Dans un passé lointain, une famille néandertalienne, interprétée notamment par Jorge Vargas et Tanaya Beatty, est contrainte de fuir son territoire. Chassés de leur foyer, les membres du clan doivent apprendre à survivre dans un environnement hostile, perfectionnant l’usage d’outils rudimentaires tout en protégeant leurs enfants. Cette partie, presque primitive dans sa mise en scène, met en lumière l’instinct de survie mais aussi la solidarité, socle des premières sociétés humaines.
De nos jours, Claire, incarnée par Rashida Jones, est une anthropologue passionnée par l’étude des ancêtres proto-humains. Alors qu’elle consacre ses recherches à comprendre les origines de l’humanité, elle entame une relation hésitante avec Greg, joué par Daveed Diggs, un camarade étudiant. À travers cette romance discrète, le film explore la difficulté de créer des liens durables dans un monde moderne dominé par la rationalité et la quête académique.

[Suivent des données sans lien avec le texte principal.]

//! gs-results: per-variant output time series.

pub mod columns;
pub mod export;
pub mod types;

pub use columns::{column_name, column_names};
pub use export::{export_csv, variant_path, write_csv};
pub use types::*;

pub type ResultsResult<T> = Result<T, ResultsError>;

#[derive(thiserror::Error, Debug)]
pub enum ResultsError {
    #[error("I/O error: {0}")]
    Io(#[from] std::io::Error),

    #[error("CSV error: {0}")]
    Csv(#[from] csv::Error),

    #[error("JSON error: {0}")]
    Json(#[from] serde_json::Error),

    #[error("Monitored model not in scenario: {name}")]
    UnknownModel { name: String },

    #[error("Invalid path: {message}")]
    InvalidPath { message: String },
}
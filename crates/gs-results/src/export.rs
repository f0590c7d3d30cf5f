//! CSV export of monitored time series.

use std::fs::{self, File};
use std::io::{self, Write};
use std::path::{Path, PathBuf};

use gs_core::format_timestamp;
use gs_graph::ScenarioConfig;
use gs_sim::MonitorLog;

use crate::columns::column_names;
use crate::{ResultsError, ResultsResult};

/// Write a run's monitor log to a CSV file.
///
/// A file that fails halfway is removed rather than left looking valid.
pub fn export_csv(config: &ScenarioConfig, log: &MonitorLog, path: &Path) -> ResultsResult<()> {
    if let Some(dir) = path.parent().filter(|d| !d.as_os_str().is_empty()) {
        fs::create_dir_all(dir)?;
    }
    let file = File::create(path)?;
    let result = write_csv(config, log, io::BufWriter::new(file));
    if result.is_err() {
        let _ = fs::remove_file(path);
    }
    result
}

/// Write a run's monitor log as CSV to any writer.
///
/// One row per executed tick; the `time` column holds wall-clock timestamps.
pub fn write_csv(config: &ScenarioConfig, log: &MonitorLog, writer: impl Write) -> ResultsResult<()> {
    let mut wtr = csv::WriterBuilder::new().from_writer(writer);
    wtr.write_record(column_names(config)?)?;

    let bounds = config.bounds();
    for row in log.rows() {
        let mut record = Vec::with_capacity(row.values.len() + 1);
        record.push(format_timestamp(bounds.timestamp_at(row.time)));
        record.extend(row.values.iter().map(|v| v.to_string()));
        wtr.write_record(&record)?;
    }

    wtr.flush()?;
    Ok(())
}

/// `<base>_<variant>.<ext>` next to `base`.
pub fn variant_path(base: &Path, variant: usize) -> ResultsResult<PathBuf> {
    let stem = base
        .file_stem()
        .and_then(|s| s.to_str())
        .ok_or_else(|| ResultsError::InvalidPath {
            message: format!("'{}' has no file name", base.display()),
        })?;
    let name = match base.extension().and_then(|e| e.to_str()) {
        Some(ext) => format!("{}_{}.{}", stem, variant, ext),
        None => format!("{}_{}", stem, variant),
    };
    Ok(base.with_file_name(name))
}

#[cfg(test)]
mod tests {
    use super::*;

    #[test]
    fn variant_paths() {
        assert_eq!(
            variant_path(Path::new("out/results.csv"), 3).unwrap(),
            PathBuf::from("out/results_3.csv")
        );
        assert_eq!(
            variant_path(Path::new("results"), 0).unwrap(),
            PathBuf::from("results_0")
        );
        assert!(variant_path(Path::new("/"), 0).is_err());
    }
}
//! gs-graph: scenario/graph layer for gridsim.
//!
//! Provides:
//! - Declared component contracts (`ModelSpec`, `Discipline`)
//! - The attribute-level dataflow graph with time-shifted edges
//! - An incremental scenario builder with cycle checks
//! - Frozen, validated `ScenarioConfig` snapshots
//!
//! # Example
//!
//! ```
//! use gs_graph::{ModelSpec, ScenarioBuilder};
//!
//! let mut builder =
//!     ScenarioBuilder::parse("demo", "2012-01-01 00:00:00", "2012-01-01 01:00:00", 900).unwrap();
//! builder
//!     .add_model(ModelSpec::time_based("pv", "constant", 900).with_output("p"))
//!     .unwrap();
//! builder
//!     .add_model(ModelSpec::time_based("battery", "battery", 900).with_input("p_set", 0.0))
//!     .unwrap();
//! builder
//!     .add_connection("pv.p".parse().unwrap(), "battery.p_set".parse().unwrap(), false)
//!     .unwrap();
//! let config = builder.freeze().unwrap();
//!
//! assert_eq!(config.models().len(), 2);
//! assert_eq!(config.edges().len(), 1);
//! ```

pub mod builder;
pub mod config;
pub mod error;
pub mod graph;
pub mod model;
pub(crate) mod validate;

// Re-exports for ergonomics
pub use builder::ScenarioBuilder;
pub use config::ScenarioConfig;
pub use error::{ConfigError, ConfigResult};
pub use graph::{AsyncRequest, DataflowGraph, Edge};
pub use model::{AttrKind, Discipline, ModelSpec};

Au XXIIIe siècle, à bord d’un vaisseau spatial en route vers une planète lointaine, Coakley, interprétée par Kate McKinnon, collabore avec un ordinateur de bord doté de conscience. Leur mission est menacée par une mystérieuse maladie affectant les plantes productrices d’oxygène, essentielles à la survie de l’équipage. Ce segment futuriste pose des questions sur la dépendance technologique, la fragilité des écosystèmes et la capacité de l’humain à coopérer avec l’intelligence artificielle.
En entremêlant ces trois récits, Andrew Stanton construit une œuvre cohérente où chaque époque fait écho aux autres. Malgré les millénaires qui les séparent, les personnages partagent une même aspiration : se connecter aux autres et trouver leur place dans le monde.
« Destins croisés » interroge ainsi l’espoir, la transmission et le cycle de la vie. De la préhistoire à l’ère spatiale, le film rappelle que, quelles que soient les avancées technologiques ou les bouleversements sociétaux, le besoin de relation demeure une constante universelle.
Avec cette fresque ambitieuse désormais disponible sur Disney+, Andrew Stanton propose une méditation sensible sur ce qui nous relie, hier, aujourd’hui et demain.